*What the task requires*: Extract each line from the entries below that has the string "generated" in it.

Start of Source information

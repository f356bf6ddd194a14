use anyhow::Result;
use chrono::{NaiveDateTime, SubsecRound};
use log::{error, info, warn};
use serde::Serialize;

use crate::config::AppConfig;
use crate::database::{self, DbConn, NewSnapshot, NewSnapshotEntry, SnapshotEntryDetail, SnapshotMetadata, SnapshotSummary};
use crate::domain::{AgeCategory, CategorySelector, Gender, GenderSelector, SNAPSHOT_CATEGORIES};
use crate::errors::AdminResult;
use crate::ranking::{self, AggregateFilter, PlayerAggregate};

/// Result of a generation request, possibly covering several pairs
#[derive(Debug, Clone, PartialEq, Eq, Serialize)]
pub struct GenerationOutcome {
    pub success: bool,
    pub message: String,
    pub count: usize,
}

impl GenerationOutcome {
    fn failure(message: impl Into<String>) -> Self {
        Self {
            success: false,
            message: message.into(),
            count: 0,
        }
    }
}

/// Orders aggregates into ranking order: more points first, then fewer
/// events, then name, then player id
pub fn rank_aggregates(mut aggregates: Vec<PlayerAggregate>) -> Vec<NewSnapshotEntry> {
    aggregates.sort_by(|a, b| {
        b.total_points
            .cmp(&a.total_points)
            .then(a.events_count.cmp(&b.events_count))
            .then_with(|| a.player_name.cmp(&b.player_name))
            .then(a.player_id.cmp(&b.player_id))
    });

    aggregates
        .iter()
        .enumerate()
        .map(|(index, aggregate)| NewSnapshotEntry {
            player_id: aggregate.player_id,
            rank_position: index as i32 + 1,
            total_points: aggregate.total_points,
            events_count: aggregate.events_count as i32,
        })
        .collect()
}

fn describe(gender: Gender, age_category: AgeCategory) -> String {
    format!("Auto-generated {gender} {age_category} ranking")
}

pub struct SnapshotService<'a> {
    conn: &'a mut DbConn,
    config: &'a AppConfig,
}

impl<'a> SnapshotService<'a> {
    pub fn new(conn: &'a mut DbConn, config: &'a AppConfig) -> Self {
        Self { conn, config }
    }

    /// Builds snapshots for every pair the selectors cover. Pairs are
    /// independent, the request succeeds when at least one of them did.
    pub fn generate(
        &mut self,
        gender: GenderSelector,
        category: CategorySelector,
        name: Option<&str>,
        now: NaiveDateTime,
    ) -> GenerationOutcome {
        let genders = match gender {
            GenderSelector::One(gender) => vec![gender],
            GenderSelector::Both => vec![Gender::Male, Gender::Female],
        };
        let categories = match category {
            CategorySelector::One(category) => vec![category],
            CategorySelector::All => SNAPSHOT_CATEGORIES.to_vec(),
        };

        let mut outcomes = Vec::new();
        for gender in &genders {
            for category in &categories {
                outcomes.push(self.generate_pair(*gender, *category, name, now));
            }
        }

        if outcomes.len() == 1 {
            return outcomes.remove(0);
        }
        combine(outcomes)
    }

    /// Snapshot of a single (gender, category) pair
    pub fn generate_pair(
        &mut self,
        gender: Gender,
        age_category: AgeCategory,
        name: Option<&str>,
        now: NaiveDateTime,
    ) -> GenerationOutcome {
        match self.try_generate_pair(gender, age_category, name, now) {
            Ok(Some((metadata, count))) => {
                info!(
                    "Created snapshot {} for {gender} {age_category} with {count} players",
                    metadata.id
                );
                GenerationOutcome {
                    success: true,
                    message: format!("Snapshot created for {gender} {age_category} with {count} players."),
                    count,
                }
            }
            Ok(None) => {
                warn!("No qualifying players for {gender} {age_category}, snapshot skipped");
                GenerationOutcome::failure(format!("No players found for {gender} {age_category}."))
            }
            Err(e) => {
                error!("Snapshot generation failed for {gender} {age_category}: {e:?}");
                GenerationOutcome::failure("Database error while creating snapshot.")
            }
        }
    }

    fn try_generate_pair(
        &mut self,
        gender: Gender,
        age_category: AgeCategory,
        name: Option<&str>,
        now: NaiveDateTime,
    ) -> Result<Option<(SnapshotMetadata, usize)>> {
        let rows = database::results::list_scoring_rows(self.conn)?;
        let filter = AggregateFilter { gender, age_category };
        let aggregates = ranking::aggregate(&rows, filter, now, &self.config.ranking);

        if aggregates.is_empty() {
            return Ok(None);
        }

        let entries = rank_aggregates(aggregates);
        let header = NewSnapshot {
            snapshot_date: now.trunc_subsecs(6),
            gender,
            age_category,
            name: name.map(str::trim).filter(|n| !n.is_empty()).map(str::to_string),
            description: Some(describe(gender, age_category)),
        };

        let metadata = database::snapshots::insert_snapshot(self.conn, &header, &entries)?;
        Ok(Some((metadata, entries.len())))
    }

    pub fn rename(&mut self, id: i64, name: Option<&str>) -> AdminResult<SnapshotMetadata> {
        database::snapshots::rename(self.conn, id, name)
    }

    pub fn set_visibility(&mut self, id: i64, is_public: bool) -> AdminResult<SnapshotMetadata> {
        let metadata = database::snapshots::set_visibility(self.conn, id, is_public)?;
        info!(
            "Snapshot {id} is now {}",
            if is_public { "public" } else { "private" }
        );
        Ok(metadata)
    }

    pub fn list(&mut self) -> Result<Vec<SnapshotSummary>> {
        database::snapshots::list_summaries(self.conn)
    }

    /// Entries of any snapshot regardless of visibility, for admin preview
    pub fn entries(&mut self, id: i64) -> Result<Option<Vec<SnapshotEntryDetail>>> {
        if database::snapshots::find_metadata(self.conn, id)?.is_none() {
            return Ok(None);
        }
        database::snapshots::list_entries(self.conn, id).map(Some)
    }

    pub fn delete(&mut self, id: i64) -> AdminResult<()> {
        database::snapshots::delete(self.conn, id)?;
        info!("Deleted snapshot {id}");
        Ok(())
    }
}

fn combine(outcomes: Vec<GenerationOutcome>) -> GenerationOutcome {
    let created = outcomes.iter().filter(|o| o.success).count();
    let count = outcomes.iter().map(|o| o.count).sum();

    GenerationOutcome {
        success: created > 0,
        message: format!(
            "Created {created} of {} snapshots ({count} player entries).",
            outcomes.len()
        ),
        count,
    }
}

#[cfg(test)]
mod tests {
    use super::*;
    use chrono::{Duration, NaiveDate};

    use crate::config::AuthSettings;
    use crate::database::test_support::{memory_conn, seed_event, seed_player, seed_result};

    fn now() -> NaiveDateTime {
        NaiveDate::from_ymd_opt(2026, 10, 19)
            .unwrap()
            .and_hms_nano_opt(12, 30, 0, 123_456_789)
            .unwrap()
    }

    fn aggregate(player_id: i64, name: &str, total_points: i32, events_count: usize) -> PlayerAggregate {
        PlayerAggregate {
            player_id,
            player_name: name.to_string(),
            gender: Gender::Male,
            club_id: None,
            club_name: None,
            birth_date: None,
            license_id: None,
            total_points,
            events_count,
            counted_events: Vec::new(),
        }
    }

    #[test]
    fn test_ranking_order_breaks_ties_by_events_then_name() {
        let entries = rank_aggregates(vec![
            aggregate(1, "Zöld", 900, 3),
            aggregate(2, "Bíró", 1200, 4),
            aggregate(3, "Antal", 900, 3),
            aggregate(4, "Kovács", 900, 2),
        ]);

        let order: Vec<_> = entries.iter().map(|e| (e.player_id, e.rank_position)).collect();
        assert_eq!(order, vec![(2, 1), (4, 2), (3, 3), (1, 4)]);
    }

    #[test]
    fn test_generate_persists_private_ranked_snapshot() {
        let mut conn = memory_conn();
        let config = AppConfig::with_parts(":memory:", AuthSettings::default());
        let anna = seed_player(&mut conn, "Kiss Anna", "Female", None, None);
        let lili = seed_player(&mut conn, "Tóth Lili", "Female", None, None);
        let event = seed_event(&mut conn, "OB", "OB", "Senior", "2026-03-01", "2027-03-01 23:59:59");
        seed_result(&mut conn, event, anna, "Egyes", "2", 300);
        seed_result(&mut conn, event, lili, "Egyes", "1", 500);

        let outcome = SnapshotService::new(&mut conn, &config).generate(
            GenderSelector::One(Gender::Female),
            CategorySelector::One(AgeCategory::Senior),
            Some("  "),
            now(),
        );
        assert!(outcome.success);
        assert_eq!(outcome.count, 2);

        let summaries = database::snapshots::list_summaries(&mut conn).unwrap();
        assert_eq!(summaries.len(), 1);
        let metadata = &summaries[0].metadata;
        assert!(!metadata.is_public);
        assert_eq!(metadata.name, None);
        assert_eq!(metadata.description.as_deref(), Some("Auto-generated Female Senior ranking"));
        assert_eq!(metadata.snapshot_date, now().trunc_subsecs(6));

        let entries = database::snapshots::list_entries(&mut conn, metadata.id).unwrap();
        let ranked: Vec<_> = entries.iter().map(|e| (e.player_id, e.rank_position)).collect();
        assert_eq!(ranked, vec![(lili, 1), (anna, 2)]);
    }

    #[test]
    fn test_empty_pair_fails_without_writing() {
        let mut conn = memory_conn();
        let config = AppConfig::with_parts(":memory:", AuthSettings::default());

        let outcome = SnapshotService::new(&mut conn, &config).generate(
            GenderSelector::One(Gender::Male),
            CategorySelector::One(AgeCategory::U11),
            None,
            now(),
        );
        assert!(!outcome.success);
        assert_eq!(outcome.count, 0);
        assert!(database::snapshots::list_summaries(&mut conn).unwrap().is_empty());
    }

    #[test]
    fn test_fan_out_succeeds_when_any_pair_succeeds() {
        let mut conn = memory_conn();
        let config = AppConfig::with_parts(":memory:", AuthSettings::default());
        let anna = seed_player(&mut conn, "Kiss Anna", "Female", None, None);
        let event = seed_event(&mut conn, "OB", "OB", "U15", "2026-03-01", "2027-03-01 23:59:59");
        seed_result(&mut conn, event, anna, "Egyes", "1", 500);

        let outcome = SnapshotService::new(&mut conn, &config).generate(
            GenderSelector::Both,
            CategorySelector::All,
            Some("Október"),
            now(),
        );

        assert!(outcome.success);
        assert_eq!(outcome.count, 1);
        let summaries = database::snapshots::list_summaries(&mut conn).unwrap();
        assert_eq!(summaries.len(), 1);
        assert_eq!(summaries[0].metadata.age_category, AgeCategory::U15);
        assert_eq!(summaries[0].metadata.name.as_deref(), Some("Október"));
    }

    #[test]
    fn test_snapshot_is_unchanged_by_later_result_edits() {
        let mut conn = memory_conn();
        let config = AppConfig::with_parts(":memory:", AuthSettings::default());
        let anna = seed_player(&mut conn, "Kiss Anna", "Female", None, None);
        let event = seed_event(&mut conn, "OB", "OB", "Senior", "2026-03-01", "2027-03-01 23:59:59");
        let result = seed_result(&mut conn, event, anna, "Egyes", "1", 500);

        SnapshotService::new(&mut conn, &config).generate(
            GenderSelector::One(Gender::Female),
            CategorySelector::One(AgeCategory::Senior),
            None,
            now(),
        );
        database::results::update_points(&mut conn, result, 50).unwrap();

        let later = now() + Duration::days(1);
        SnapshotService::new(&mut conn, &config).generate(
            GenderSelector::One(Gender::Female),
            CategorySelector::One(AgeCategory::Senior),
            None,
            later,
        );

        let summaries = database::snapshots::list_summaries(&mut conn).unwrap();
        let totals: Vec<_> = summaries
            .iter()
            .rev()
            .map(|s| database::snapshots::list_entries(&mut conn, s.metadata.id).unwrap()[0].total_points)
            .collect();
        assert_eq!(totals, vec![500, 50]);
    }
}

End of Source information

*Task output*:
    format!("Auto-generated {gender} {age_category} ranking")
        assert_eq!(metadata.description.as_deref(), Some("Auto-generated Female Senior ranking"));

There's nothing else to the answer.